ACTION ITEM - Would you output, exactly as written, the line with "use ahash::AHashMap as HashMap;" and all lines after it to the end of the data below, and no others?

Saved entries:
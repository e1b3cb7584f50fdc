use ahash::AHashMap as HashMap;
use kyverno_admission_core::lookup::NamespaceLabels;
use kyverno_admission_k8s_api::{self as k8s, Labels, ResourceExt};

/// Holds the labels of every namespace.
#[derive(Debug, Default)]
pub struct NamespaceIndex {
    by_name: HashMap<String, Labels>,
}

impl kubert::index::IndexClusterResource<k8s::Namespace> for NamespaceIndex {
    fn apply(&mut self, ns: k8s::Namespace) {
        let name = ns.name_unchecked();
        let labels = Labels::from(ns.metadata.labels);
        tracing::trace!(%name, ?labels, "Indexing namespace");
        self.by_name.insert(name, labels);
    }

    fn delete(&mut self, name: String) {
        self.by_name.remove(&name);
    }
}

impl NamespaceLabels for NamespaceIndex {
    fn labels(&self, namespace: &str) -> Option<Labels> {
        self.by_name.get(namespace).cloned()
    }
}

TASK RESULT -
use ahash::AHashMap as HashMap;
use kyverno_admission_core::lookup::NamespaceLabels;
use kyverno_admission_k8s_api::{self as k8s, Labels, ResourceExt};

/// Holds the labels of every namespace.
#[derive(Debug, Default)]
pub struct NamespaceIndex {
    by_name: HashMap<String, Labels>,
}

impl kubert::index::IndexClusterResource<k8s::Namespace> for NamespaceIndex {
    fn apply(&mut self, ns: k8s::Namespace) {
        let name = ns.name_unchecked();
        let labels = Labels::from(ns.metadata.labels);
        tracing::trace!(%name, ?labels, "Indexing namespace");
        self.by_name.insert(name, labels);
    }

    fn delete(&mut self, name: String) {
        self.by_name.remove(&name);
    }
}

impl NamespaceLabels for NamespaceIndex {
    fn labels(&self, namespace: &str) -> Option<Labels> {
        self.by_name.get(namespace).cloned()
    }
}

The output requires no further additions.